● What you need to do: Where the word "InsertOutcome" occurs in a line of the listing, please copy the line.

● Material provided:
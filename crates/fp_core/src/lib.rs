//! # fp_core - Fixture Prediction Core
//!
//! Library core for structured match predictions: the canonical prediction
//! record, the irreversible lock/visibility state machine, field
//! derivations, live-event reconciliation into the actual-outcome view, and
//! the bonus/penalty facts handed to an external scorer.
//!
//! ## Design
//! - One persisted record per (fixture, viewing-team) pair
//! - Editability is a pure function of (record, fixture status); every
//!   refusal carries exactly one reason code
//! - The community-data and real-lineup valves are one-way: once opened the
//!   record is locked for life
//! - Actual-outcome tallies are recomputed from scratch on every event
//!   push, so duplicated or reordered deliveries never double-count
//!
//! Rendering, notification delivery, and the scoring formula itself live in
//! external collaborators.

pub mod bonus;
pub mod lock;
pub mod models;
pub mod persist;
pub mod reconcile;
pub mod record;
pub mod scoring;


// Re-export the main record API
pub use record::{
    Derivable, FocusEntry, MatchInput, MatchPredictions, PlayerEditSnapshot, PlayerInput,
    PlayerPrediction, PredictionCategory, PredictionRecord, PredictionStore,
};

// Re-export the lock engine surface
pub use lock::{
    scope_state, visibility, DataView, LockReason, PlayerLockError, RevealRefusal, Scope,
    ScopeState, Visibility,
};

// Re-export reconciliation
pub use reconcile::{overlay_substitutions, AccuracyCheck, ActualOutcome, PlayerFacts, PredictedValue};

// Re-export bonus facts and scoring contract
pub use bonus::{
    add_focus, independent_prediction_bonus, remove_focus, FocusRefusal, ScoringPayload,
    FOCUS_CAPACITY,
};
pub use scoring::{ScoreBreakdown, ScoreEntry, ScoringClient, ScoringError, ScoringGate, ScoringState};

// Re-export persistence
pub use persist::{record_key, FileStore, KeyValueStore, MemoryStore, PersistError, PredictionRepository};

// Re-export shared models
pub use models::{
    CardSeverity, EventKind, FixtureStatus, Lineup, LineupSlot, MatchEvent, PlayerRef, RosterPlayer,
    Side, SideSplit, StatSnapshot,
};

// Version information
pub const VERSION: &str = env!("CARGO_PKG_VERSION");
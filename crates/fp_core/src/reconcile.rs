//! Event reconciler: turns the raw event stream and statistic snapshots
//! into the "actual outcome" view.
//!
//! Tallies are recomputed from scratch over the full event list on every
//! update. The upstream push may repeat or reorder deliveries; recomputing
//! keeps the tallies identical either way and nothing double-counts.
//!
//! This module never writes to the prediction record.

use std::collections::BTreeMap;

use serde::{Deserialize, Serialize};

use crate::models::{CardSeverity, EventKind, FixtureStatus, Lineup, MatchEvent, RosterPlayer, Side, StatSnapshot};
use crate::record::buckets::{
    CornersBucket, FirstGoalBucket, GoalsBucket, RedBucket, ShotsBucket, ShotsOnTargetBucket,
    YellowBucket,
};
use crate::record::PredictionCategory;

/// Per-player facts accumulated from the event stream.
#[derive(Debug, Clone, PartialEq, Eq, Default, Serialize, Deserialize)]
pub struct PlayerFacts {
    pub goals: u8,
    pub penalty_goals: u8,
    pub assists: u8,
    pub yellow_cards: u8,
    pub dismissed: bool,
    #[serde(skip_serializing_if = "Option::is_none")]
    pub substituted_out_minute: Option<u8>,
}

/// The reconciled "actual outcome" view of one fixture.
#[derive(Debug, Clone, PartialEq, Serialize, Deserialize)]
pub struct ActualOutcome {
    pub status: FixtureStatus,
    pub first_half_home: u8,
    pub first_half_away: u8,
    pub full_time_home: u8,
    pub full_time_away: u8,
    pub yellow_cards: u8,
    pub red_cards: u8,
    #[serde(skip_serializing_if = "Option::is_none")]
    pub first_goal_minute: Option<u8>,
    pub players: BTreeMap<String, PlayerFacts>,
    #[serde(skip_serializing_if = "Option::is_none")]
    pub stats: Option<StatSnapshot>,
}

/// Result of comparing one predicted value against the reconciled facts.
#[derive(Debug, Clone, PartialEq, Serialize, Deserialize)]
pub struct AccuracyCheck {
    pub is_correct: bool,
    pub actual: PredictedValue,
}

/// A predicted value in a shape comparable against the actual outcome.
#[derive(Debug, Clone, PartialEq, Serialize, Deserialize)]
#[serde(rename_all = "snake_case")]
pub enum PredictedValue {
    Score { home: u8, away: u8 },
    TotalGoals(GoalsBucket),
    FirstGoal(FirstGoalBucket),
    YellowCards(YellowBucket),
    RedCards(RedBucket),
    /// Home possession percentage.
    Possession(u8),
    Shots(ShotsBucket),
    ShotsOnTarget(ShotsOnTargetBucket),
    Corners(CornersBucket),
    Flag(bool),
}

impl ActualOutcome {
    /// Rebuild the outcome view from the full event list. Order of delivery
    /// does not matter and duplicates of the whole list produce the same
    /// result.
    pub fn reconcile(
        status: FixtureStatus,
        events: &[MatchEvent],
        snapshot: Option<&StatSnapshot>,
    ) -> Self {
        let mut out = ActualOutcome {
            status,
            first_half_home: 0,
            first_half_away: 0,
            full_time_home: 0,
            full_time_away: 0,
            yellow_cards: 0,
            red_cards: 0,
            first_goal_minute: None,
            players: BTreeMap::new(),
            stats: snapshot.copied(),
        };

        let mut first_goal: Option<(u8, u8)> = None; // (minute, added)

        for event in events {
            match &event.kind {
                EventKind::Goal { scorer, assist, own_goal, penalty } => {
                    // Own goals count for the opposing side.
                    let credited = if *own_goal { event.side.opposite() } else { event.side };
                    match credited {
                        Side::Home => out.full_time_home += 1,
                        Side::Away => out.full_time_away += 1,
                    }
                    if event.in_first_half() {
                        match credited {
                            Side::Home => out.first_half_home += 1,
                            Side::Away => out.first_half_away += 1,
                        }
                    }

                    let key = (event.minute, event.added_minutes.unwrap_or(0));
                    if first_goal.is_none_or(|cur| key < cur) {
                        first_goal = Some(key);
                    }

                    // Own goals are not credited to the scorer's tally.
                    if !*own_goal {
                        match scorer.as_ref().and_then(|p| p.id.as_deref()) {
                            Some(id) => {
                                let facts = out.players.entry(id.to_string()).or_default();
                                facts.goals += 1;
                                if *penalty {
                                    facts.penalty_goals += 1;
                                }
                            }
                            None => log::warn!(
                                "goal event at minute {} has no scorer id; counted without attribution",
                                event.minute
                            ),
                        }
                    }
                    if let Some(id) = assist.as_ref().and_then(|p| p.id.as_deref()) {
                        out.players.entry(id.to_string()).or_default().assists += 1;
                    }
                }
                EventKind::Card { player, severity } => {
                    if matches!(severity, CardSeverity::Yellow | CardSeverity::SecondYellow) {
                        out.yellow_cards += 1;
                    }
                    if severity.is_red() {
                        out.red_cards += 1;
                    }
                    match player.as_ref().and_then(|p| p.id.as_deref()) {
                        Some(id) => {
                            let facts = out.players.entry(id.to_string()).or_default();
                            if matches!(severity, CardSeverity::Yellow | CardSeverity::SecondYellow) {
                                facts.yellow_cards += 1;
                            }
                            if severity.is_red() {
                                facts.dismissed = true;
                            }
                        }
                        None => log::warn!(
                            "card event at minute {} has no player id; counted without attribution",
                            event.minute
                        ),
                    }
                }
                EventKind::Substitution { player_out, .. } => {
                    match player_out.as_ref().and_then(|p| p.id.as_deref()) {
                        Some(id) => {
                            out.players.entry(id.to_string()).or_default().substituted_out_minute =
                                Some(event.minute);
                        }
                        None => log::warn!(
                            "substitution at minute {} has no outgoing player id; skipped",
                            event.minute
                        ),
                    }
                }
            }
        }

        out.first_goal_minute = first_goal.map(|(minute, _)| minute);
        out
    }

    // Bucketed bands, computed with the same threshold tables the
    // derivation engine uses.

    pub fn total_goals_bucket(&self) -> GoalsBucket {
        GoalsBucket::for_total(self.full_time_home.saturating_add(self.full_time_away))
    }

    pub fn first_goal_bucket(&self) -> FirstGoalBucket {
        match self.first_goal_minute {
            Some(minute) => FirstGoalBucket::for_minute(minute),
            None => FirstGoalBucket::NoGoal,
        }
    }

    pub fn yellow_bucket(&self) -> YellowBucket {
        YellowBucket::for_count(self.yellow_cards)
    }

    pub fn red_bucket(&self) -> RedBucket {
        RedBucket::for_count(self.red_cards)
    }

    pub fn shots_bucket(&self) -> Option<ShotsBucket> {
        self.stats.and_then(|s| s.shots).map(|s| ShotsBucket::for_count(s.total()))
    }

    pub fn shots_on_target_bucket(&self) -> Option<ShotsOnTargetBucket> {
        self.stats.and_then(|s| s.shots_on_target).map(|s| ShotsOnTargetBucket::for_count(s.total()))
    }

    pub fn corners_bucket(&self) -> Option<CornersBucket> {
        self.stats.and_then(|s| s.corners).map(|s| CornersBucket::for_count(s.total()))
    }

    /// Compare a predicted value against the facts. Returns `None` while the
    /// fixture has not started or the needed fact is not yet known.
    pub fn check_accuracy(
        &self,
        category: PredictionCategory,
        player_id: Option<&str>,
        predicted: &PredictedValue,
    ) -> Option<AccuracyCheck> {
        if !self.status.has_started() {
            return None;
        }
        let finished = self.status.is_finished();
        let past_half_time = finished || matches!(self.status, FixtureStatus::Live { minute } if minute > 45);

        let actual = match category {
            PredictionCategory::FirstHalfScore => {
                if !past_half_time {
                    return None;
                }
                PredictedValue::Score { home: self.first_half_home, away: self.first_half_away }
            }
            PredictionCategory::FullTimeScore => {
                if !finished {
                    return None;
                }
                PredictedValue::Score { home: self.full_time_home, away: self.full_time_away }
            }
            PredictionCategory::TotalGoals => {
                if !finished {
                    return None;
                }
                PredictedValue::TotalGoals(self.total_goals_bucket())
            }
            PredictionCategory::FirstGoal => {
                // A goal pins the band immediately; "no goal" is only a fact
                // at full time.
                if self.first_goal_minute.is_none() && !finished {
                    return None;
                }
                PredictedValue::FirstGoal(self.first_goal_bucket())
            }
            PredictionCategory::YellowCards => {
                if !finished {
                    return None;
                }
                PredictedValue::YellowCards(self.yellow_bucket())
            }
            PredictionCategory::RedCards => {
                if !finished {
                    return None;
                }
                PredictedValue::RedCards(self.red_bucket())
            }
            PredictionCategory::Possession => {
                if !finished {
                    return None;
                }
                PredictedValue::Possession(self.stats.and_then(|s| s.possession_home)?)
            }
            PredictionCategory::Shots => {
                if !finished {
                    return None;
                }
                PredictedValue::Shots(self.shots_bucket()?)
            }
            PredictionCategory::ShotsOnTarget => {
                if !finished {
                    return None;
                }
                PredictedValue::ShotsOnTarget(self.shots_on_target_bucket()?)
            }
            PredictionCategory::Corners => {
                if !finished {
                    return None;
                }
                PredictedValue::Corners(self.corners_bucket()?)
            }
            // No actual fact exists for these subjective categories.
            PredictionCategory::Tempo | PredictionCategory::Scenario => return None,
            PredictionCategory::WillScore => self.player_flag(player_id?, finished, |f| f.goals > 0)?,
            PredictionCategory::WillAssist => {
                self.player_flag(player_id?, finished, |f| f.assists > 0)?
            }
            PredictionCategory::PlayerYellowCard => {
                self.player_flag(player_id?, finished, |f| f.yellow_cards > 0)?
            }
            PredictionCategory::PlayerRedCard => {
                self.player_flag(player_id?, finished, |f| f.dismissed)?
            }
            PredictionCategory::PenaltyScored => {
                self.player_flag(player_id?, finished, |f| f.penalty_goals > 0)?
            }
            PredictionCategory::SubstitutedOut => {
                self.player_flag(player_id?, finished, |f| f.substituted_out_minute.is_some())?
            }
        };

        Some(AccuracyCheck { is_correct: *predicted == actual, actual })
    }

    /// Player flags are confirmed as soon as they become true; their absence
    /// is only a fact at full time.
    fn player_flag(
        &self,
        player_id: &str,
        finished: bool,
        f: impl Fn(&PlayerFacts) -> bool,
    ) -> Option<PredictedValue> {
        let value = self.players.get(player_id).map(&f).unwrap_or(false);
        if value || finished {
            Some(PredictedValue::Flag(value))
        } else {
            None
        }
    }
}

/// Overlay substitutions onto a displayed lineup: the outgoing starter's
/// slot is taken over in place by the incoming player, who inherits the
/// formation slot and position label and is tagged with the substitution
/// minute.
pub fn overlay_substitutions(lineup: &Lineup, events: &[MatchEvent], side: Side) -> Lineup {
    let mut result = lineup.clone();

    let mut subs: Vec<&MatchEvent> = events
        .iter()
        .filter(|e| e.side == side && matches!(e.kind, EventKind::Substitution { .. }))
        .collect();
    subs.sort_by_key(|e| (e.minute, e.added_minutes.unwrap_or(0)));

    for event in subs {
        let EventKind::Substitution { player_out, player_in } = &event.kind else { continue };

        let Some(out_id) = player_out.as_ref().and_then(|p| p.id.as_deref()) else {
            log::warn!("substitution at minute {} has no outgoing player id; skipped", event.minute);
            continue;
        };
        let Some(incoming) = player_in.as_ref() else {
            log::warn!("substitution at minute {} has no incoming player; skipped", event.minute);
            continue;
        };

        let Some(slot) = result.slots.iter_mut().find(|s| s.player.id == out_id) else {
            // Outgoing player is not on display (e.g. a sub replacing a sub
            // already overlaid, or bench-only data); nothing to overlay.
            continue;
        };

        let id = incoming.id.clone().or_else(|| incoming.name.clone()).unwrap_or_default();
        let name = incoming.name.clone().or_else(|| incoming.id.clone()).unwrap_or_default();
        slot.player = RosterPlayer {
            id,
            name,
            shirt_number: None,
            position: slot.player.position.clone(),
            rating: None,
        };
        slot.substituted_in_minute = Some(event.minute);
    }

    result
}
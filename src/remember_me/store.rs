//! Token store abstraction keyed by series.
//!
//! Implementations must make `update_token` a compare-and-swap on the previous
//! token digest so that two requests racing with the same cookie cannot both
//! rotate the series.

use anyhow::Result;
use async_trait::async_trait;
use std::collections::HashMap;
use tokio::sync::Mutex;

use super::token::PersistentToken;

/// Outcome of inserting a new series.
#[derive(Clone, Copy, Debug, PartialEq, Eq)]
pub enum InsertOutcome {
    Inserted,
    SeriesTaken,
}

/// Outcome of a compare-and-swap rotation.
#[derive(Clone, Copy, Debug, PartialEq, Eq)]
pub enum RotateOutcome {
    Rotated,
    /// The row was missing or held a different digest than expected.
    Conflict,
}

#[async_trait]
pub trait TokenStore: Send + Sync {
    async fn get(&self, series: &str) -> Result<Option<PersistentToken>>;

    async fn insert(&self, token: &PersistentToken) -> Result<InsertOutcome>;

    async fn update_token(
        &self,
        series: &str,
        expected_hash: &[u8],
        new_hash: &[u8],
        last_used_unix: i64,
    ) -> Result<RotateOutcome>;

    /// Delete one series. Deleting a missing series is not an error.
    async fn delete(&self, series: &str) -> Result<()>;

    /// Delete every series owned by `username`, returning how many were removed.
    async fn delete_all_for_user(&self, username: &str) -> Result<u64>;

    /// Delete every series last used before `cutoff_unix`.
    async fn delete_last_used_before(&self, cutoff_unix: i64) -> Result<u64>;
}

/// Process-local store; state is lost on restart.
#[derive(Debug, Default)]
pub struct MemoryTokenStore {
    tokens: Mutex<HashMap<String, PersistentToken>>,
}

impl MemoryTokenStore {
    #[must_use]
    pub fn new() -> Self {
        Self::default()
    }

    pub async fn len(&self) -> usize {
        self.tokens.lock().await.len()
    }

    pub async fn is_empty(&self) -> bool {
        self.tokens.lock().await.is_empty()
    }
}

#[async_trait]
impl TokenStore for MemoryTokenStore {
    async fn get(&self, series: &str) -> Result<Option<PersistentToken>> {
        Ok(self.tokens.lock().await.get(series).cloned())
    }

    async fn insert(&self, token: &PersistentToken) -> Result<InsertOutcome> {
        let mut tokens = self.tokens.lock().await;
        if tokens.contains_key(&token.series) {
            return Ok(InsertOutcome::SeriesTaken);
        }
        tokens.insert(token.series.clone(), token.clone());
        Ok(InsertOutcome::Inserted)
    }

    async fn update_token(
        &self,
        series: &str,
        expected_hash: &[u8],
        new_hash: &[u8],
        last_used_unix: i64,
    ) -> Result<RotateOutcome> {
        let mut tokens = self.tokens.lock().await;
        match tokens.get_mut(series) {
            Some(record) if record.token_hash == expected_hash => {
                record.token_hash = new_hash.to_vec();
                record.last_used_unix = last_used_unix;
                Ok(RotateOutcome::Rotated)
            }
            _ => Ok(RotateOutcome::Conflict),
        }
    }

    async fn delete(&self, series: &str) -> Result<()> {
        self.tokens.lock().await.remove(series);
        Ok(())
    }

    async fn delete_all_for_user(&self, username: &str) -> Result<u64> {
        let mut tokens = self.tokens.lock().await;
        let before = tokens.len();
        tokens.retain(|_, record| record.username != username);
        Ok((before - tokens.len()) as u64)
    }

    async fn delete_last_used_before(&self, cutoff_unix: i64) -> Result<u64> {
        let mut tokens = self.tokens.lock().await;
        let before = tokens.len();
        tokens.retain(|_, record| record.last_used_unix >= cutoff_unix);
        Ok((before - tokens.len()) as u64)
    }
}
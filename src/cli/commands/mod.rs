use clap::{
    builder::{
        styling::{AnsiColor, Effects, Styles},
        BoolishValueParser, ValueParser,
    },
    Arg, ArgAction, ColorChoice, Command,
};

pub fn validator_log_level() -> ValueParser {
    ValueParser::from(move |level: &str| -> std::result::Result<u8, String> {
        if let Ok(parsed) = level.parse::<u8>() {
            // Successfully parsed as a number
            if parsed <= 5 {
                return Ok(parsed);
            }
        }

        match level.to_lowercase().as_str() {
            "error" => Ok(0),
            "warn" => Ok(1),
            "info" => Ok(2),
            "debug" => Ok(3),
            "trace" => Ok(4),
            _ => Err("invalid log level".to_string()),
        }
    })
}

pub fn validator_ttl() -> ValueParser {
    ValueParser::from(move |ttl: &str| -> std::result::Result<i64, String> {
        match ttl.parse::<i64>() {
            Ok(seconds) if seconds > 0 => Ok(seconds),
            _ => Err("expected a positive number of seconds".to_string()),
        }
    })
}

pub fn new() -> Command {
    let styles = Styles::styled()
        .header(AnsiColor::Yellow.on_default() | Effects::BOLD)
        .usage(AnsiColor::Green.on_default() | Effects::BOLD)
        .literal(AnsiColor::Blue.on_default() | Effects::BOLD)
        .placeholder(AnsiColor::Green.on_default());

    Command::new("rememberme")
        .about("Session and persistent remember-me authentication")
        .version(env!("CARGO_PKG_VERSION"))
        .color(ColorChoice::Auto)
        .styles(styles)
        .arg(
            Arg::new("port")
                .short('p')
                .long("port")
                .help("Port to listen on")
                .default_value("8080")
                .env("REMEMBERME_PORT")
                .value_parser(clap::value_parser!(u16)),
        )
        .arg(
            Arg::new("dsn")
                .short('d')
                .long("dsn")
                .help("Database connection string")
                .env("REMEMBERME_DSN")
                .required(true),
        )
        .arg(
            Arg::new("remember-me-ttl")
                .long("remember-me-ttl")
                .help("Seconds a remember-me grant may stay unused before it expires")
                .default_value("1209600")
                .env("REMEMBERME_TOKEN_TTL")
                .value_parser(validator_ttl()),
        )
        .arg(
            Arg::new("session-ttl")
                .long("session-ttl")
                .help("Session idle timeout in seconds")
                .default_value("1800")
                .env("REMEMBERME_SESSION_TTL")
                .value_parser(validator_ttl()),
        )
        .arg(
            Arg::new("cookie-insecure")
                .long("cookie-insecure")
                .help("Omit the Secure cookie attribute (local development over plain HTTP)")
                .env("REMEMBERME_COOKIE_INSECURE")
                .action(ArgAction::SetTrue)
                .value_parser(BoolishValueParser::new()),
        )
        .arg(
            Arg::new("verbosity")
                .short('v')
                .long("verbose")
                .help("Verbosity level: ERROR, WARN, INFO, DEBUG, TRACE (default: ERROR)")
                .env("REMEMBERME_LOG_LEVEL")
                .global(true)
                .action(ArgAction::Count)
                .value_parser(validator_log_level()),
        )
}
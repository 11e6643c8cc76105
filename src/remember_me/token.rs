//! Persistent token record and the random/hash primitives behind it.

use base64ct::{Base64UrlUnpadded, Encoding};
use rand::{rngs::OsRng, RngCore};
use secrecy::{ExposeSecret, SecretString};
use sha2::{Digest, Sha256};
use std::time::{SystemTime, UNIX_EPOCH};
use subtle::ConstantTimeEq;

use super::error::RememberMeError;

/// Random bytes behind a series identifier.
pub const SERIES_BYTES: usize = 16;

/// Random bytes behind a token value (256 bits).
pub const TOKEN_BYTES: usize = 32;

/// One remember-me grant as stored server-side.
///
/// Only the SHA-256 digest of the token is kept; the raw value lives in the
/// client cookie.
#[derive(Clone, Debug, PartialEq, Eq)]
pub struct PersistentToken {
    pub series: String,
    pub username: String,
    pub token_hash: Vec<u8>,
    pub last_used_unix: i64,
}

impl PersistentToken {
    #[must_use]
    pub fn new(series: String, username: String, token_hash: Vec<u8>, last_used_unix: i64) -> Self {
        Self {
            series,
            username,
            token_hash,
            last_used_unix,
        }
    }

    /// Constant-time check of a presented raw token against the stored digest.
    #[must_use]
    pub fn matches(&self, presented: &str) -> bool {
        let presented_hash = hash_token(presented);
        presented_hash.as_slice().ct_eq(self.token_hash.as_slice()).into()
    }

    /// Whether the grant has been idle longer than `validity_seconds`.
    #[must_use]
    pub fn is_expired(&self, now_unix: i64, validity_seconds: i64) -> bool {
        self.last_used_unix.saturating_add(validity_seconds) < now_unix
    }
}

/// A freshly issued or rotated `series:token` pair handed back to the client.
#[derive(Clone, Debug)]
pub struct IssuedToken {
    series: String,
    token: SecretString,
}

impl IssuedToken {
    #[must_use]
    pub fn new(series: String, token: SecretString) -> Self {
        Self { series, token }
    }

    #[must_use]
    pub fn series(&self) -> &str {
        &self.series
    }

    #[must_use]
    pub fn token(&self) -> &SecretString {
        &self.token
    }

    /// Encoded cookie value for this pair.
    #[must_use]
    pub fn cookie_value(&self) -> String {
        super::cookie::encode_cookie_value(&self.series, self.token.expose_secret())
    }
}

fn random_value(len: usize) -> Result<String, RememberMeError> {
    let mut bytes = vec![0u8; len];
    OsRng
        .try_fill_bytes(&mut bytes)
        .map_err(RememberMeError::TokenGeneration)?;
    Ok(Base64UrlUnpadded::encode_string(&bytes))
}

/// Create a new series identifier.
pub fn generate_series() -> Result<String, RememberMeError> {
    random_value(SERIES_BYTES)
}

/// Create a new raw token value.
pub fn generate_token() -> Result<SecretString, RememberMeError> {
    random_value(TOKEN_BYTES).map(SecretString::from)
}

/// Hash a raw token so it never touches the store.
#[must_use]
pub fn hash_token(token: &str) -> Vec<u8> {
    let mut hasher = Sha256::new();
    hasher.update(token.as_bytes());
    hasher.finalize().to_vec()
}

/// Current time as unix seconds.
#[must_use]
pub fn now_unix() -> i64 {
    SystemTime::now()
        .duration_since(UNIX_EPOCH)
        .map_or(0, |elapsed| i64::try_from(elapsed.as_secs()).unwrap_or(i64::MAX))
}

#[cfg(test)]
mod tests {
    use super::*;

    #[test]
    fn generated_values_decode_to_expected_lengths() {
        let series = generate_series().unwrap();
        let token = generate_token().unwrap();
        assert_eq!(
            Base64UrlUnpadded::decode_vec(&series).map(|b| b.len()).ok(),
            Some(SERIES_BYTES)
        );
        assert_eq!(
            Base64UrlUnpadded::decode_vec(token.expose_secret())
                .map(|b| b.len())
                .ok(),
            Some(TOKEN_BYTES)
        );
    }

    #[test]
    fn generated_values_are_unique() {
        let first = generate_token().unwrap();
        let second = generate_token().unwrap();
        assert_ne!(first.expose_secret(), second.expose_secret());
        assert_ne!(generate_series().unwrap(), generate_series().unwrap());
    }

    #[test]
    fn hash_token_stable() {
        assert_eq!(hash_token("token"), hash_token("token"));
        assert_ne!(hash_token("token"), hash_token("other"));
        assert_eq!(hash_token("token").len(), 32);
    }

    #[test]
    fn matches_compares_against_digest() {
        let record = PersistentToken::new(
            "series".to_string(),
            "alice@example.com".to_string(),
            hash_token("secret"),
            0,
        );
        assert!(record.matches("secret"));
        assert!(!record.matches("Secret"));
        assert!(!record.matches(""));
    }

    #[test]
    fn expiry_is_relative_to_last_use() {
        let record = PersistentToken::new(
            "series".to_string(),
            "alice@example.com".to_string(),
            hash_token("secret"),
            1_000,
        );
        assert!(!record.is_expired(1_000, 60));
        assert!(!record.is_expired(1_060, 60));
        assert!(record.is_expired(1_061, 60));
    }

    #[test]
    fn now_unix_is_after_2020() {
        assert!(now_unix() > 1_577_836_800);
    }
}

● Task response:
pub enum InsertOutcome {
    async fn insert(&self, token: &PersistentToken) -> Result<InsertOutcome>;
    async fn insert(&self, token: &PersistentToken) -> Result<InsertOutcome> {
            return Ok(InsertOutcome::SeriesTaken);
        Ok(InsertOutcome::Inserted)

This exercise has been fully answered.